From the mouth of Lake Decharnay, the Licorne river flows over 33.0 km with a drop of 143 m, entirely in the forest zone, according to the following segments:
- 8.4 km towards the north-west, collecting the discharge (coming from the west) of Lac Puxe, to the Côte Croche stream (coming from the south-east);
- 8.6 km towards the north collecting the discharge (coming from the northwest) of Lac de la Licorne and Lac des Mainates; the discharge of a set of lakes including Bégin, Tassé, Kernével and Baratier; by forming a hook towards the east, up to a bend in the river, corresponding to the outlet of the Bécasseaux and Bédéchan lakes; then north-east, to the discharge (coming from the south) of a set of lakes including Beaufrai, Iviers, Belles-Angéliques, Momeny, Rohomier, Hurlus and Cindré;
- 2.9 km towards the north, crossing the forest road at the start of the segment, forming a hook towards the east, until the outlet (coming from the east) of the Pie-XII lakes, Auré and Willows;
- 13.9 km (or 7.7 km in a direct line) first to the north-west, winding widely and in a marsh area for almost all this segment, collecting the discharge (coming from the west) of a few small lakes, by collecting the discharge (coming from the south) of Lac Rubis, by collecting the discharge (coming from the south) of a set of lakes including Tracé, Lapège, Vanesses, the discharge (coming from the west) of Lake Granès, to the south shore of Lake Gabriel-Fleury (the mouth of this river).

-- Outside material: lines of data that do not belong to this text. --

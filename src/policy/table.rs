//! 策略表：启动时从配置构建一次，之后只读
//!
//! 进程生命周期内可以用新配置重建一张表替换旧表（Arc 交换），分类函数本身不缓存任何结果。

use std::collections::{HashMap, HashSet};

use serde::Deserialize;

use crate::policy::{ReplayPolicy, SideEffectClass};

/// 显式规则：(namespace, tool) → 副作用类别，可选覆盖重放策略
#[derive(Debug, Clone, Deserialize)]
pub struct RuleEntry {
    pub namespace: String,
    pub tool: String,
    pub side_effect: SideEffectClass,
    #[serde(default)]
    pub replay_policy: Option<ReplayPolicy>,
}

/// [policy] 段
#[derive(Debug, Clone, Deserialize)]
#[serde(default)]
pub struct PolicySection {
    /// MCP 命名空间下已知有副作用的工具名
    pub mcp_side_effecting: Vec<String>,
    /// MCP 命名空间下已知只读的工具名
    pub mcp_read_only: Vec<String>,
    /// 非 MCP 工具名中出现即视为 external 的动词
    pub mutating_keywords: Vec<String>,
    /// 非 MCP 工具名中出现即视为 read_only 的动词（优先级低于 mutating）
    pub read_keywords: Vec<String>,
    pub rules: Vec<RuleEntry>,
}

fn words(list: &[&str]) -> Vec<String> {
    list.iter().map(|s| s.to_string()).collect()
}

impl Default for PolicySection {
    fn default() -> Self {
        Self {
            mcp_side_effecting: words(&[
                "create_issue",
                "update_issue",
                "add_issue_comment",
                "create_pull_request",
                "merge_pull_request",
                "create_or_update_file",
                "push_files",
                "create_branch",
                "write_file",
                "edit_file",
                "move_file",
                "create_directory",
                "delete_file",
                "send_message",
                "post_message",
                "browser_click",
                "browser_type",
                "browser_navigate",
            ]),
            mcp_read_only: words(&[
                "read_file",
                "read_multiple_files",
                "list_directory",
                "directory_tree",
                "search_files",
                "get_file_info",
                "list_allowed_directories",
                "get_file_contents",
                "get_issue",
                "list_issues",
                "search_code",
                "search_issues",
                "search_repositories",
                "browser_snapshot",
            ]),
            mutating_keywords: words(&[
                "SEND", "CREATE", "UPDATE", "DELETE", "REMOVE", "INSERT", "UPSERT", "POST",
                "PUT", "PATCH", "UPLOAD", "WRITE", "MODIFY", "ADD", "SET", "REPLY", "FORWARD",
                "MOVE", "ARCHIVE", "INVITE", "SHARE", "PUBLISH", "EXECUTE", "RUN", "TRIGGER",
                "CANCEL", "MERGE", "PUSH", "COMMIT", "TRANSFER", "PAY", "BOOK", "SCHEDULE",
            ]),
            read_keywords: words(&[
                "GET", "LIST", "SEARCH", "FETCH", "READ", "FIND", "QUERY", "DESCRIBE", "VIEW",
                "LOOKUP", "RETRIEVE", "COUNT", "CHECK", "PREVIEW", "DOWNLOAD",
            ]),
            rules: vec![
                rule("generic", "remember", SideEffectClass::Memory),
                rule("generic", "memory_write", SideEffectClass::Memory),
                rule("generic", "write_memory", SideEffectClass::Memory),
                rule("generic", "save_memory", SideEffectClass::Memory),
                rule("generic", "update_memory", SideEffectClass::Memory),
                rule("generic", "memory_search", SideEffectClass::ReadOnly),
                rule("generic", "recall", SideEffectClass::ReadOnly),
                rule("native", "run_shell_command", SideEffectClass::Local),
            ],
        }
    }
}

fn rule(namespace: &str, tool: &str, side_effect: SideEffectClass) -> RuleEntry {
    RuleEntry {
        namespace: namespace.to_string(),
        tool: tool.to_string(),
        side_effect,
        replay_policy: None,
    }
}

/// 规则命中后的结果
#[derive(Debug, Clone, Copy, PartialEq, Eq)]
pub struct PolicyRule {
    pub side_effect: SideEffectClass,
    pub replay_policy: Option<ReplayPolicy>,
}

/// 不可变策略表；工具名与关键词均按大写比较，命名空间按小写比较
#[derive(Debug, Clone)]
pub struct PolicyTable {
    pub(crate) mcp_namespace: String,
    pub(crate) spawn_namespace: String,
    pub(crate) spawn_tool: String,
    pub(crate) mcp_side_effecting: HashSet<String>,
    pub(crate) mcp_read_only: HashSet<String>,
    pub(crate) mutating_keywords: Vec<String>,
    pub(crate) read_keywords: Vec<String>,
    pub(crate) rules: HashMap<(String, String), PolicyRule>,
}

impl PolicyTable {
    pub fn new(
        section: &PolicySection,
        mcp_namespace: &str,
        spawn_namespace: &str,
        spawn_tool: &str,
    ) -> Self {
        let upper = |list: &[String]| -> HashSet<String> {
            list.iter().map(|s| s.trim().to_uppercase()).collect()
        };
        let ordered = |list: &[String]| -> Vec<String> {
            list.iter().map(|s| s.trim().to_uppercase()).collect()
        };
        let rules = section
            .rules
            .iter()
            .map(|r| {
                (
                    (r.namespace.to_lowercase(), r.tool.to_uppercase()),
                    PolicyRule {
                        side_effect: r.side_effect,
                        replay_policy: r.replay_policy,
                    },
                )
            })
            .collect();
        Self {
            mcp_namespace: mcp_namespace.to_lowercase(),
            spawn_namespace: spawn_namespace.to_lowercase(),
            spawn_tool: spawn_tool.to_uppercase(),
            mcp_side_effecting: upper(&section.mcp_side_effecting),
            mcp_read_only: upper(&section.mcp_read_only),
            mutating_keywords: ordered(&section.mutating_keywords),
            read_keywords: ordered(&section.read_keywords),
            rules,
        }
    }

    pub(crate) fn rule_for(&self, tool_name: &str, namespace: &str) -> Option<PolicyRule> {
        self.rules
            .get(&(namespace.to_lowercase(), tool_name.to_uppercase()))
            .copied()
    }

    pub(crate) fn is_spawn(&self, tool_name: &str, namespace: &str) -> bool {
        namespace.eq_ignore_ascii_case(&self.spawn_namespace)
            && tool_name.eq_ignore_ascii_case(&self.spawn_tool)
    }
}

impl Default for PolicyTable {
    fn default() -> Self {
        let identity = crate::identity::ResolverConfig::default();
        PolicyTable::new(
            &PolicySection::default(),
            &identity.mcp_namespace,
            &identity.native_namespace,
            &identity.spawn_alias,
        )
    }
}
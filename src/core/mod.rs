//! 核心层：错误类型与恢复判定

pub mod error;
pub mod recovery;

pub use error::{InsertError, LedgerError, UniqueTarget};
pub use recovery::{plan_replay, relaunch_request, ReplayDecision, ResumeItem, ResumeReport};
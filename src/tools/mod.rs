//! 工具接口与受账本保护的执行器

pub mod executor;
pub mod registry;

pub use executor::{GuardedExecutor, GuardedOutcome, ToolInvocation};
pub use registry::{Tool, ToolOutput, ToolRegistry};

The Licorne River flows onto the south bank of the Gabriel-Fleury Lake. This confluence is located at:
- 2.5 km south of the Canadian National railway (near the place called Bochart) and route 167;
- 2.0 km west of the Chigoubiche Lake;
- 12.9 km east of the mouth of Ashuapmushuan Lake.

From the mouth of the Licorne River, the current successively crosses Lake Gabriel-Fleury, and Lac du Grand Duc; then descends the discharge of this last lake on 7.3 km, then across lake Ashuapmushuan on 12.8 km; then successively descend the course of the Ashuapmushuan river on 193 km (i.e. its full length), then cross lac Saint-Jean eastward on 41.1 km (i.e. its full length), follows the course of the Saguenay River via La Petite Décharge on 172.3 km east to Tadoussac where it meets the estuary of Saint Lawrence.

== Toponymy ==
The toponym "rivière de la Licorne" was made official on June 18, 1971.